Determination of higher profitability for advertisement receipts received by STAR Ltd. - whether it was a Non-Associated Enterprise (Non-AE) receipt, hence, outside PSM - Held that:- We noticed merit in the submissions of the Ld. AR for the assessee, as the combined net profit as per the PSM under Rule 10B (1) (d) at 17.30% has been found to be at arm’s length except for the exclusion of 3 companies for 10% turnover filter applied by the TPO. On the present facts, all the international transactions in respect of the advertisement and distribution stream cannot be separated. We therefore set aside the orders of lower authorities on this issue and restored the same back to AO/TPO for deciding afresh in terms of our above discussion.
Disallowance of foreign content fees and uplinking cost under Section 40(a)(ia) - Held that:- We noticed the merit in the submissions of the Ld. AR for the assessee, hence, in the light of the order of AO and the Hon’ble ITAT for A.Y. 2007-08 in the case of assessee that disallowance under section 40(a) (i) of the Act uplifted the profitability and increasing the assessee’s profit chargeable to tax in India. It is wholly inconsistent and contrary to Law, not to allow the reversal in the years when the taxes have been deducted and paid in accordance with section 40(a) (i) of the Act, merely on the erroneous contention that no disallowance had been made by him under section 40(a) (i) of the Act in A.Y. 2007-08 while determining the final taxable income at 27.18%, therefore, we allow the appeal of the assessee on this ground.

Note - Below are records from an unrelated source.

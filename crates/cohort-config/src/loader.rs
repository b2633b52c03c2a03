// Copyright 2025 Neuraville Inc.
// SPDX-License-Identifier: Apache-2.0

//! Configuration file loading with override support
//!
//! Loading applies three tiers in order:
//! 1. TOML file (base values; defaults when no file exists)
//! 2. Environment variables (`COHORT_*` runtime overrides)
//! 3. CLI arguments (explicit user overrides, applied by the CLI itself)

use std::env;
use std::fs;
use std::path::{Path, PathBuf};

use crate::{CohortConfig, ConfigError, ConfigResult};

const CONFIG_FILE_NAMES: [&str; 2] = ["cohort.toml", ".cohort.toml"];

/// Find the cohort configuration file.
///
/// Search order:
/// 1. `COHORT_CONFIG_PATH` environment variable
/// 2. Current working directory: `./cohort.toml`, `./.cohort.toml`
///
/// Returns `Ok(None)` when no file exists anywhere - running without a
/// configuration file is supported, all values then come from defaults and
/// environment overrides.
///
/// # Errors
///
/// Returns `ConfigError::FileNotFound` when `COHORT_CONFIG_PATH` points at
/// a path that does not exist.
pub fn find_config_file() -> ConfigResult<Option<PathBuf>> {
    if let Ok(env_path) = env::var("COHORT_CONFIG_PATH") {
        let path = PathBuf::from(env_path);
        return if path.exists() {
            Ok(Some(path))
        } else {
            Err(ConfigError::FileNotFound(format!(
                "config file specified by COHORT_CONFIG_PATH not found: {}",
                path.display()
            )))
        };
    }

    if let Ok(cwd) = env::current_dir() {
        for name in CONFIG_FILE_NAMES {
            let path = cwd.join(name);
            if path.exists() {
                return Ok(Some(path));
            }
        }
    }

    Ok(None)
}

/// Load configuration from a TOML file, then apply environment overrides.
///
/// # Arguments
///
/// * `config_path` - Optional explicit path. If `None`, searches via
///   [`find_config_file`]; when nothing is found the defaults are used.
///
/// # Errors
///
/// Returns `ConfigError::FileNotFound` when an explicit path does not
/// exist, `ConfigError::ParseError` for invalid TOML.
pub fn load_config(config_path: Option<&Path>) -> ConfigResult<CohortConfig> {
    let config_file = match config_path {
        Some(path) => {
            if !path.exists() {
                return Err(ConfigError::FileNotFound(path.display().to_string()));
            }
            Some(path.to_path_buf())
        }
        None => find_config_file()?,
    };

    let mut config = match config_file {
        Some(path) => {
            let content = fs::read_to_string(&path)?;
            toml::from_str(&content)?
        }
        None => CohortConfig::default(),
    };

    apply_environment_overrides(&mut config);

    Ok(config)
}

/// Apply environment variable overrides to configuration
///
/// Supported environment variables:
/// - `COHORT_DEVIATION` -> `division.deviation`
/// - `COHORT_SEED` -> `random.seed`
/// - `COHORT_LOG_LEVEL` -> `logging.level`
///
/// Values that do not parse as the target type are ignored.
pub fn apply_environment_overrides(config: &mut CohortConfig) {
    if let Ok(value) = env::var("COHORT_DEVIATION") {
        if let Ok(deviation) = value.parse() {
            config.division.deviation = deviation;
        }
    }

    if let Ok(value) = env::var("COHORT_SEED") {
        if let Ok(seed) = value.parse() {
            config.random.seed = Some(seed);
        }
    }

    if let Ok(value) = env::var("COHORT_LOG_LEVEL") {
        config.logging.level = value;
    }
}
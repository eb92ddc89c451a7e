//! グループルームディレクトリ
//!
//! 名前付き・任意でパスワードロック可能なルームの登録簿です。
//! マッチメイキング待機列とは独立して動作します。
//! ルームはプロセス存続中は削除されません（空になっても名前は残ります）。

use std::collections::HashMap;

use sha2::{Digest, Sha256};
use thiserror::Error;

use super::value_object::{ClientId, RoomId, RoomIdFactory, RoomName, Timestamp};

/// グループルーム操作のエラー
#[derive(Debug, Clone, PartialEq, Eq, Error)]
pub enum GroupRoomError {
    #[error("room '{0}' not found")]
    RoomNotFound(String),
    #[error("incorrect password")]
    IncorrectPassword,
    #[error("a locked room requires a non-empty password")]
    PasswordRequired,
}

/// パスワードの SHA-256 ハッシュ
///
/// 平文のパスワードはドメインに保持しません。検証は供給された平文を
/// ハッシュ化して比較します。
#[derive(Debug, Clone, PartialEq, Eq)]
pub struct PasswordHash(String);

impl PasswordHash {
    pub fn hash(password: &str) -> Self {
        let digest = Sha256::digest(password.as_bytes());
        Self(format!("{digest:x}"))
    }

    pub fn verify(&self, supplied: &str) -> bool {
        Self::hash(supplied) == *self
    }
}

/// グループルーム
#[derive(Debug, Clone, PartialEq, Eq)]
pub struct GroupRoom {
    pub id: RoomId,
    pub name: RoomName,
    pub is_locked: bool,
    /// ロックされたルームのみ Some。一覧・配信ペイロードには決して含めない。
    pub password_hash: Option<PasswordHash>,
    /// 参加順のメンバーリスト。重複参加は許容される（重複排除しない）。
    pub members: Vec<ClientId>,
    pub created_at: Timestamp,
}

/// 名前付きルームのディレクトリ
#[derive(Debug, Default)]
pub struct GroupDirectory {
    rooms: HashMap<RoomId, GroupRoom>,
    /// 作成順（listRooms の順序保証用）
    creation_order: Vec<RoomId>,
}

impl GroupDirectory {
    pub fn new() -> Self {
        Self::default()
    }

    /// ルームを作成し、作成者をメンバーに含めて返す
    ///
    /// ロック付きルームは空でないパスワードが必須です。
    pub fn create_room(
        &mut self,
        name: RoomName,
        is_locked: bool,
        password: Option<String>,
        creator: ClientId,
        created_at: Timestamp,
    ) -> Result<&GroupRoom, GroupRoomError> {
        let password_hash = if is_locked {
            match password.as_deref() {
                Some(p) if !p.is_empty() => Some(PasswordHash::hash(p)),
                _ => return Err(GroupRoomError::PasswordRequired),
            }
        } else {
            None
        };

        let id = RoomIdFactory::generate();
        let room = GroupRoom {
            id: id.clone(),
            name,
            is_locked,
            password_hash,
            members: vec![creator],
            created_at,
        };
        self.creation_order.push(id.clone());
        Ok(self.rooms.entry(id).or_insert(room))
    }

    /// ルームに参加する
    ///
    /// ロック付きルームはパスワード照合に成功した場合のみ参加できます。
    /// 失敗時はメンバーシップを変更しません。重複参加は許容されます。
    pub fn join_room(
        &mut self,
        room_id: &RoomId,
        supplied_password: Option<&str>,
        client_id: ClientId,
    ) -> Result<&GroupRoom, GroupRoomError> {
        let room = self
            .rooms
            .get_mut(room_id)
            .ok_or_else(|| GroupRoomError::RoomNotFound(room_id.as_str().to_string()))?;

        if room.is_locked {
            let verified = match (&room.password_hash, supplied_password) {
                (Some(hash), Some(supplied)) => hash.verify(supplied),
                _ => false,
            };
            if !verified {
                return Err(GroupRoomError::IncorrectPassword);
            }
        }

        room.members.push(client_id);
        Ok(room)
    }

    /// 全ルームを作成順で返す
    pub fn list_rooms(&self) -> Vec<&GroupRoom> {
        self.creation_order
            .iter()
            .filter_map(|id| self.rooms.get(id))
            .collect()
    }

    /// ルームのメンバーリストを取得
    pub fn members_of(&self, room_id: &RoomId) -> Option<&[ClientId]> {
        self.rooms.get(room_id).map(|room| room.members.as_slice())
    }

    pub fn get(&self, room_id: &RoomId) -> Option<&GroupRoom> {
        self.rooms.get(room_id)
    }

    pub fn room_count(&self) -> usize {
        self.rooms.len()
    }
}
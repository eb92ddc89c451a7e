//! ドメイン層
//!
//! マッチメイキング待機列・ペア・グループルーム・在席管理の
//! ビジネスロジックと、それらが必要とする抽象（Repository / MessagePusher）を
//! 定義します。外側の層（UseCase / Infrastructure / UI）には依存しません。

pub mod group;
pub mod moderation;
pub mod pair;
pub mod presence;
pub mod pusher;
pub mod repository;
pub mod value_object;
pub mod waitlist;

pub use group::{GroupDirectory, GroupRoom, GroupRoomError, PasswordHash};
pub use moderation::{Blacklist, censor};
pub use pair::PairRegistry;
pub use presence::{GenderCounts, PresenceRegistry};
pub use pusher::{MessagePushError, MessagePusher, PusherChannel};
pub use repository::{
    GroupRoomRepository, MatchmakingRepository, RegisterError, TagOutcome,
};
pub use value_object::{
    ClientId, Gender, MessageContent, RoomId, RoomIdFactory, RoomName, Tag, Timestamp,
    ValidationError,
};
pub use waitlist::{MatchResult, Waitlist, WaitlistEntry};
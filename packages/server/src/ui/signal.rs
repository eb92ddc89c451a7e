//! Graceful shutdown signal handling.

/// Completes when SIGINT (Ctrl+C) or SIGTERM is received.
pub async fn shutdown_signal() {
    let ctrl_c = async {
        tokio::signal::ctrl_c()
            .await
            .expect("failed to install Ctrl+C handler");
    };

    #[cfg(unix)]
    let terminate = async {
        tokio::signal::unix::signal(tokio::signal::unix::SignalKind::terminate())
            .expect("failed to install SIGTERM handler")
            .recv()
            .await;
    };

    #[cfg(not(unix))]
    let terminate = std::future::pending::<()>();

    tokio::select! {
        _ = ctrl_c => {},
        _ = terminate => {},
    }

    tracing::info!("Shutdown signal received");
}
//! 在席レジストリ
//!
//! 現在接続中のクライアントと申告済みの性別を追跡し、
//! 集計カウンタ（activeUsersCount / genderCount）の元データを提供します。

use std::collections::HashMap;

use super::value_object::{ClientId, Gender};

/// 性別ごとの在席数
///
/// `unspecified` は集計に含めません。
#[derive(Debug, Clone, Copy, PartialEq, Eq, Default)]
pub struct GenderCounts {
    pub male: usize,
    pub female: usize,
}

/// 接続中クライアントのレジストリ
#[derive(Debug, Default)]
pub struct PresenceRegistry {
    clients: HashMap<ClientId, Gender>,
}

impl PresenceRegistry {
    pub fn new() -> Self {
        Self::default()
    }

    /// クライアントを登録する。既存の場合は false を返す。
    pub fn register(&mut self, client_id: ClientId, gender: Gender) -> bool {
        if self.clients.contains_key(&client_id) {
            return false;
        }
        self.clients.insert(client_id, gender);
        true
    }

    /// 申告された性別を更新する（declareTag 経由）
    pub fn update_gender(&mut self, client_id: &ClientId, gender: Gender) {
        if let Some(entry) = self.clients.get_mut(client_id) {
            *entry = gender;
        }
    }

    /// クライアントを登録解除する。不在なら no-op（冪等）。
    pub fn unregister(&mut self, client_id: &ClientId) {
        self.clients.remove(client_id);
    }

    pub fn contains(&self, client_id: &ClientId) -> bool {
        self.clients.contains_key(client_id)
    }

    /// 接続中クライアント数
    pub fn active_count(&self) -> usize {
        self.clients.len()
    }

    /// 性別ごとの集計
    pub fn gender_counts(&self) -> GenderCounts {
        let mut counts = GenderCounts::default();
        for gender in self.clients.values() {
            match gender {
                Gender::Male => counts.male += 1,
                Gender::Female => counts.female += 1,
                Gender::Unspecified => {}
            }
        }
        counts
    }

    /// 接続中の全クライアント ID
    pub fn all_client_ids(&self) -> Vec<ClientId> {
        self.clients.keys().cloned().collect()
    }
}

#[cfg(test)]
mod tests {
    use super::*;

    fn client(id: &str) -> ClientId {
        ClientId::new(id.to_string()).unwrap()
    }

    #[test]
    fn test_register_and_count() {
        // テスト項目: 登録したクライアントが集計に反映される
        // given (前提条件):
        let mut presence = PresenceRegistry::new();

        // when (操作):
        assert!(presence.register(client("alice"), Gender::Female));
        assert!(presence.register(client("bob"), Gender::Male));
        assert!(presence.register(client("carol"), Gender::Unspecified));

        // then (期待する結果):
        assert_eq!(presence.active_count(), 3);
        let counts = presence.gender_counts();
        assert_eq!(counts.male, 1);
        assert_eq!(counts.female, 1);
    }

    #[test]
    fn test_register_duplicate_returns_false() {
        // テスト項目: 重複登録は拒否される
        // given (前提条件):
        let mut presence = PresenceRegistry::new();
        presence.register(client("alice"), Gender::Female);

        // when (操作):
        let result = presence.register(client("alice"), Gender::Male);

        // then (期待する結果): 登録は失敗し、元の性別が維持される
        assert!(!result);
        assert_eq!(presence.active_count(), 1);
        assert_eq!(presence.gender_counts().female, 1);
    }

    #[test]
    fn test_update_gender() {
        // テスト項目: declareTag で申告された性別が反映される
        // given (前提条件):
        let mut presence = PresenceRegistry::new();
        presence.register(client("alice"), Gender::Unspecified);

        // when (操作):
        presence.update_gender(&client("alice"), Gender::Female);

        // then (期待する結果):
        assert_eq!(presence.gender_counts().female, 1);
    }

    #[test]
    fn test_unregister_is_idempotent() {
        // テスト項目: 登録解除は冪等
        // given (前提条件):
        let mut presence = PresenceRegistry::new();
        presence.register(client("alice"), Gender::Female);

        // when (操作):
        presence.unregister(&client("alice"));
        presence.unregister(&client("alice"));

        // then (期待する結果):
        assert_eq!(presence.active_count(), 0);
        assert!(!presence.contains(&client("alice")));
    }
}
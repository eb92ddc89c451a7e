//! Logging setup utilities for the matchmaking chat server.

use tracing_subscriber::{layer::SubscriberExt, util::SubscriberInitExt};

/// Initialize the tracing subscriber with the specified default log level.
///
/// The log level can be overridden using the `RUST_LOG` environment variable.
///
/// # Arguments
///
/// * `binary_name` - The name of the binary (e.g., "enishi-server")
/// * `default_log_level` - The default log level (e.g., "debug", "info", "warn", "error")
///
/// # Examples
///
/// ```no_run
/// use enishi_shared::logger::setup_logger;
///
/// setup_logger("enishi-server", "info");
/// ```
pub fn setup_logger(binary_name: &str, default_log_level: &str) {
    tracing_subscriber::registry()
        .with(
            tracing_subscriber::EnvFilter::try_from_default_env().unwrap_or_else(|_| {
                format!(
                    "{}={},{}={}",
                    env!("CARGO_PKG_NAME").replace("-", "_"),
                    default_log_level,
                    binary_name.replace("-", "_"),
                    default_log_level
                )
                .into()
            }),
        )
        .with(tracing_subscriber::fmt::layer())
        .init();
}
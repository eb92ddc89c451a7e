//! UseCase 層のエラー定義

use thiserror::Error;

/// 接続処理のエラー
#[derive(Debug, Clone, PartialEq, Eq, Error)]
pub enum ConnectError {
    #[error("client '{0}' is already connected")]
    DuplicateClientId(String),
}

/// メッセージ送信処理のエラー
///
/// 送信者に対してのみ報告される非致命的なエラーです。
#[derive(Debug, Clone, PartialEq, Eq, Error)]
pub enum SendMessageError {
    /// ルームが存在しない、または送信者がそのルームのメンバーではない
    #[error("room '{0}' not found")]
    RoomNotFound(String),
}
//! Repository trait 定義
//!
//! ドメイン層が必要とするデータアクセスのインターフェースを定義します。
//! 具体的な実装は Infrastructure 層が提供します（依存性の逆転）。

use async_trait::async_trait;
use thiserror::Error;

use super::group::{GroupRoom, GroupRoomError};
use super::presence::GenderCounts;
use super::value_object::{ClientId, Gender, RoomId, RoomName, Tag};

/// 在席登録のエラー
#[derive(Debug, Clone, PartialEq, Eq, Error)]
pub enum RegisterError {
    #[error("client '{0}' is already connected")]
    DuplicateClientId(String),
}

/// タグ申告の結果
#[derive(Debug, Clone, PartialEq, Eq)]
pub enum TagOutcome {
    /// 互換性のある相手が見つからず待機列に入った
    Queued,
    /// マッチが成立し、ペアルームが作成された
    Paired { partner: ClientId, room_id: RoomId },
    /// 既にペア所属中のため申告は受け付けられない
    AlreadyPaired,
}

/// マッチメイキング状態（在席・待機列・ペア）の Repository trait
///
/// 待機列・ペア・在席への全ての変更はこの trait の実装内で
/// 直列化されます。`offer_tag` はマッチ判定とペア作成を単一の
/// クリティカルセクションで行い、同一エントリの二重マッチを防ぎます。
#[async_trait]
pub trait MatchmakingRepository: Send + Sync {
    /// クライアントを在席登録する
    async fn register_client(
        &self,
        client_id: ClientId,
        gender: Gender,
    ) -> Result<(), RegisterError>;

    /// クライアントを在席解除する（冪等）
    async fn unregister_client(&self, client_id: &ClientId);

    /// 接続中の全クライアント ID
    async fn all_client_ids(&self) -> Vec<ClientId>;

    /// 接続中クライアント数
    async fn active_count(&self) -> usize;

    /// 性別ごとの在席数
    async fn gender_counts(&self) -> GenderCounts;

    /// タグを申告し、マッチすればペアを作成する（アトミック）
    async fn offer_tag(
        &self,
        client_id: ClientId,
        tag: Tag,
        gender: Gender,
        desired_partner_gender: Gender,
    ) -> TagOutcome;

    /// 待機列からエントリを取り下げる（冪等）
    ///
    /// タグが分かっている場合の明示的なキャンセル用。切断時の
    /// クリーンアップはタグ不問の `withdraw_waiting` を使います。
    async fn withdraw(&self, tag: &Tag, client_id: &ClientId);

    /// 待機列からクライアントのエントリをタグ不問で取り下げる（冪等）
    async fn withdraw_waiting(&self, client_id: &ClientId);

    /// パートナーを取得
    async fn partner_of(&self, client_id: &ClientId) -> Option<ClientId>;

    /// ペアルームのメンバー 2 名を取得
    async fn pair_members(&self, room_id: &RoomId) -> Option<(ClientId, ClientId)>;

    /// ペアを解消し、（元）パートナーを返す（冪等）
    async fn dissolve_pair(&self, client_id: &ClientId) -> Option<ClientId>;
}

/// グループルームディレクトリの Repository trait
#[async_trait]
pub trait GroupRoomRepository: Send + Sync {
    /// ルームを作成する
    async fn create_room(
        &self,
        name: RoomName,
        is_locked: bool,
        password: Option<String>,
        creator: ClientId,
    ) -> Result<GroupRoom, GroupRoomError>;

    /// 全ルームを作成順で返す
    async fn list_rooms(&self) -> Vec<GroupRoom>;

    /// ルームに参加する
    async fn join_room(
        &self,
        room_id: &RoomId,
        password: Option<String>,
        client_id: ClientId,
    ) -> Result<GroupRoom, GroupRoomError>;

    /// ルームのメンバーリストを取得
    async fn members_of(&self, room_id: &RoomId) -> Option<Vec<ClientId>>;
}
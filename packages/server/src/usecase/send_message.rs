//! メッセージ送信のユースケース

use std::collections::HashSet;
use std::sync::Arc;

use tracing::warn;

use crate::domain::{
    censor, Blacklist, ClientId, GroupRoomRepository, MatchmakingRepository, MessageContent,
    MessagePusher, RoomId,
};
use crate::usecase::error::SendMessageError;

/// リレー計画
///
/// 検閲済み本文と配信先のリストです。送信者自身は含まれません
/// （エコーは配信時に別途行います）。
#[derive(Debug, Clone, PartialEq, Eq)]
pub struct RelayPlan {
    pub censored_text: String,
    pub recipients: Vec<ClientId>,
}

/// メッセージ送信のユースケース
///
/// ペアルーム・グループルームの両経路で、配信前に必ず検閲を通します。
pub struct SendMessageUseCase {
    matchmaking: Arc<dyn MatchmakingRepository>,
    groups: Arc<dyn GroupRoomRepository>,
    message_pusher: Arc<dyn MessagePusher>,
    blacklist: Arc<Blacklist>,
}

impl SendMessageUseCase {
    pub fn new(
        matchmaking: Arc<dyn MatchmakingRepository>,
        groups: Arc<dyn GroupRoomRepository>,
        message_pusher: Arc<dyn MessagePusher>,
        blacklist: Arc<Blacklist>,
    ) -> Self {
        Self {
            matchmaking,
            groups,
            message_pusher,
            blacklist,
        }
    }

    /// ペアルーム宛てメッセージのリレー計画を立てる
    ///
    /// 送信者がそのルームのメンバーでない場合もルーム不存在として扱います。
    pub async fn plan_pair_message(
        &self,
        sender: &ClientId,
        room_id: &RoomId,
        content: &MessageContent,
    ) -> Result<RelayPlan, SendMessageError> {
        let (a, b) = self
            .matchmaking
            .pair_members(room_id)
            .await
            .ok_or_else(|| SendMessageError::RoomNotFound(room_id.as_str().to_string()))?;
        let recipient = if *sender == a {
            b
        } else if *sender == b {
            a
        } else {
            return Err(SendMessageError::RoomNotFound(room_id.as_str().to_string()));
        };

        Ok(RelayPlan {
            censored_text: censor(content.as_str(), &self.blacklist),
            recipients: vec![recipient],
        })
    }

    /// グループルーム宛てメッセージのリレー計画を立てる
    pub async fn plan_group_message(
        &self,
        sender: &ClientId,
        room_id: &RoomId,
        content: &MessageContent,
    ) -> Result<RelayPlan, SendMessageError> {
        let members = self
            .groups
            .members_of(room_id)
            .await
            .ok_or_else(|| SendMessageError::RoomNotFound(room_id.as_str().to_string()))?;
        if !members.contains(sender) {
            return Err(SendMessageError::RoomNotFound(room_id.as_str().to_string()));
        }

        // 重複参加でメンバーリストに同じ ID が複数回現れても配信は 1 回
        let mut seen = HashSet::new();
        let recipients = members
            .into_iter()
            .filter(|m| m != sender && seen.insert(m.clone()))
            .collect();

        Ok(RelayPlan {
            censored_text: censor(content.as_str(), &self.blacklist),
            recipients,
        })
    }

    /// 計画に従って配信し、送信者にもエコーする
    ///
    /// `message` は直列化済みの JSON 文字列です。配信はベストエフォートで、
    /// 到達不能な受信者はスキップします。
    pub async fn deliver(&self, sender: &ClientId, recipients: Vec<ClientId>, message: &str) {
        if let Err(e) = self.message_pusher.broadcast(recipients, message).await {
            warn!("failed to relay message: {}", e);
        }
        if let Err(e) = self.message_pusher.push_to(sender, message).await {
            warn!("failed to echo message to sender: {}", e);
        }
    }
}

#[cfg(test)]
mod tests {
    use super::*;
    use crate::domain::{Gender, RoomName, Tag, TagOutcome};
    use crate::infrastructure::message_pusher::WebSocketMessagePusher;
    use crate::infrastructure::repository::{
        InMemoryGroupRoomRepository, InMemoryMatchmakingRepository,
    };
    use tokio::sync::mpsc;

    struct Fixture {
        matchmaking: Arc<InMemoryMatchmakingRepository>,
        groups: Arc<InMemoryGroupRoomRepository>,
        pusher: Arc<WebSocketMessagePusher>,
        usecase: SendMessageUseCase,
    }

    fn fixture() -> Fixture {
        let matchmaking = Arc::new(InMemoryMatchmakingRepository::new());
        let groups = Arc::new(InMemoryGroupRoomRepository::new());
        let pusher = Arc::new(WebSocketMessagePusher::new());
        let usecase = SendMessageUseCase::new(
            matchmaking.clone(),
            groups.clone(),
            pusher.clone(),
            Arc::new(Blacklist::builtin()),
        );
        Fixture {
            matchmaking,
            groups,
            pusher,
            usecase,
        }
    }

    async fn connect(
        fixture: &Fixture,
        id: &str,
        gender: Gender,
    ) -> (ClientId, mpsc::UnboundedReceiver<String>) {
        let client_id = ClientId::new(id.to_string()).unwrap();
        let (tx, rx) = mpsc::unbounded_channel();
        fixture
            .matchmaking
            .register_client(client_id.clone(), gender)
            .await
            .unwrap();
        fixture.pusher.register_client(client_id.clone(), tx).await;
        (client_id, rx)
    }

    async fn paired_room(fixture: &Fixture, alice: &ClientId, bob: &ClientId) -> RoomId {
        let tag = Tag::new("movies".to_string()).unwrap();
        fixture
            .matchmaking
            .offer_tag(alice.clone(), tag.clone(), Gender::Female, Gender::Male)
            .await;
        match fixture
            .matchmaking
            .offer_tag(bob.clone(), tag, Gender::Male, Gender::Female)
            .await
        {
            TagOutcome::Paired { room_id, .. } => room_id,
            other => panic!("expected Paired, got {:?}", other),
        }
    }

    #[tokio::test]
    async fn test_pair_message_goes_to_partner_only() {
        // テスト項目: ペアメッセージがパートナーにのみ計画される
        // given (前提条件):
        let fixture = fixture();
        let (alice, _rx_a) = connect(&fixture, "alice", Gender::Female).await;
        let (bob, _rx_b) = connect(&fixture, "bob", Gender::Male).await;
        let room_id = paired_room(&fixture, &alice, &bob).await;

        // when (操作):
        let plan = fixture
            .usecase
            .plan_pair_message(
                &alice,
                &room_id,
                &MessageContent::new("hello".to_string()).unwrap(),
            )
            .await
            .unwrap();

        // then (期待する結果):
        assert_eq!(plan.recipients, vec![bob]);
        assert_eq!(plan.censored_text, "hello");
    }

    #[tokio::test]
    async fn test_pair_message_is_censored_before_relay() {
        // テスト項目: ブラックリスト語が配信前に伏せ字になる
        // given (前提条件):
        let fixture = fixture();
        let (alice, _rx_a) = connect(&fixture, "alice", Gender::Female).await;
        let (bob, _rx_b) = connect(&fixture, "bob", Gender::Male).await;
        let room_id = paired_room(&fixture, &alice, &bob).await;

        // when (操作):
        let plan = fixture
            .usecase
            .plan_pair_message(
                &alice,
                &room_id,
                &MessageContent::new("you are STUPID".to_string()).unwrap(),
            )
            .await
            .unwrap();

        // then (期待する結果):
        assert_eq!(plan.censored_text, "you are ******");
    }

    #[tokio::test]
    async fn test_message_to_unknown_room_is_rejected() {
        // テスト項目: 存在しないルーム宛ては RoomNotFound になる
        // given (前提条件):
        let fixture = fixture();
        let (alice, _rx_a) = connect(&fixture, "alice", Gender::Female).await;
        let ghost_room = RoomId::new("no-such-room".to_string()).unwrap();

        // when (操作):
        let result = fixture
            .usecase
            .plan_pair_message(
                &alice,
                &ghost_room,
                &MessageContent::new("hello".to_string()).unwrap(),
            )
            .await;

        // then (期待する結果):
        assert_eq!(
            result,
            Err(SendMessageError::RoomNotFound("no-such-room".to_string()))
        );
    }

    #[tokio::test]
    async fn test_pair_message_from_outsider_is_rejected() {
        // テスト項目: ペアの部外者からの送信はルーム不存在として扱う
        // given (前提条件):
        let fixture = fixture();
        let (alice, _rx_a) = connect(&fixture, "alice", Gender::Female).await;
        let (bob, _rx_b) = connect(&fixture, "bob", Gender::Male).await;
        let (carol, _rx_c) = connect(&fixture, "carol", Gender::Female).await;
        let room_id = paired_room(&fixture, &alice, &bob).await;

        // when (操作):
        let result = fixture
            .usecase
            .plan_pair_message(
                &carol,
                &room_id,
                &MessageContent::new("hi".to_string()).unwrap(),
            )
            .await;

        // then (期待する結果):
        assert!(matches!(result, Err(SendMessageError::RoomNotFound(_))));
    }

    #[tokio::test]
    async fn test_group_message_reaches_other_members_once() {
        // テスト項目: グループメッセージが送信者以外の各メンバーに 1 回ずつ計画される
        // given (前提条件): carol は重複参加している
        let fixture = fixture();
        let (alice, _rx_a) = connect(&fixture, "alice", Gender::Female).await;
        let (bob, _rx_b) = connect(&fixture, "bob", Gender::Male).await;
        let (carol, _rx_c) = connect(&fixture, "carol", Gender::Female).await;
        let room = fixture
            .groups
            .create_room(
                RoomName::new("lounge".to_string()).unwrap(),
                false,
                None,
                alice.clone(),
            )
            .await
            .unwrap();
        fixture
            .groups
            .join_room(&room.id, None, bob.clone())
            .await
            .unwrap();
        fixture
            .groups
            .join_room(&room.id, None, carol.clone())
            .await
            .unwrap();
        fixture
            .groups
            .join_room(&room.id, None, carol.clone())
            .await
            .unwrap();

        // when (操作):
        let plan = fixture
            .usecase
            .plan_group_message(
                &alice,
                &room.id,
                &MessageContent::new("hello all".to_string()).unwrap(),
            )
            .await
            .unwrap();

        // then (期待する結果):
        assert_eq!(plan.recipients, vec![bob, carol]);
    }

    #[tokio::test]
    async fn test_deliver_echoes_to_sender() {
        // テスト項目: 配信で送信者にもエコーされる
        // given (前提条件):
        let fixture = fixture();
        let (alice, mut rx_a) = connect(&fixture, "alice", Gender::Female).await;
        let (bob, mut rx_b) = connect(&fixture, "bob", Gender::Male).await;

        // when (操作):
        fixture
            .usecase
            .deliver(&alice, vec![bob], r#"{"type":"message","sender":"alice","message":"hi"}"#)
            .await;

        // then (期待する結果):
        assert_eq!(
            rx_b.recv().await.unwrap(),
            r#"{"type":"message","sender":"alice","message":"hi"}"#
        );
        assert_eq!(
            rx_a.recv().await.unwrap(),
            r#"{"type":"message","sender":"alice","message":"hi"}"#
        );
    }
}
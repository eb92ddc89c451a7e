//! UI layer: HTTP / WebSocket endpoints.

pub mod handler;
pub mod server;
pub mod signal;
pub mod state;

Disallowance of Transponder hire charges under section 40(a)(i) paid to Asia Sat while computing the profitability of 22.57% - Held that:- As gone through the facts and circumstances of the case and perused the material available on record. We noticed that the provisions of section 195 of the Act do not apply to transaction between one non-resident to another non-resident and it is supported by the case law cited above, therefore, we allow the appeal of the assessee on this ground.
Double disallowances of Transponder hire charges under section 40(a) (i) paid to Asia Sat - Held that:- We noticed the merit in the proposition canvassed by the Ld. AR for the Assessee, as he submitted that the assessee had already made disallowance under section 40 (a) (i) of the Act while computing PSM profit percentage and despite the same the AO also made further disallowance under section 40(a) (i) of the Act again, which is not justified, accordingly we direct the AO to verify the same should delete the addition after proper verification. We direct accordingly.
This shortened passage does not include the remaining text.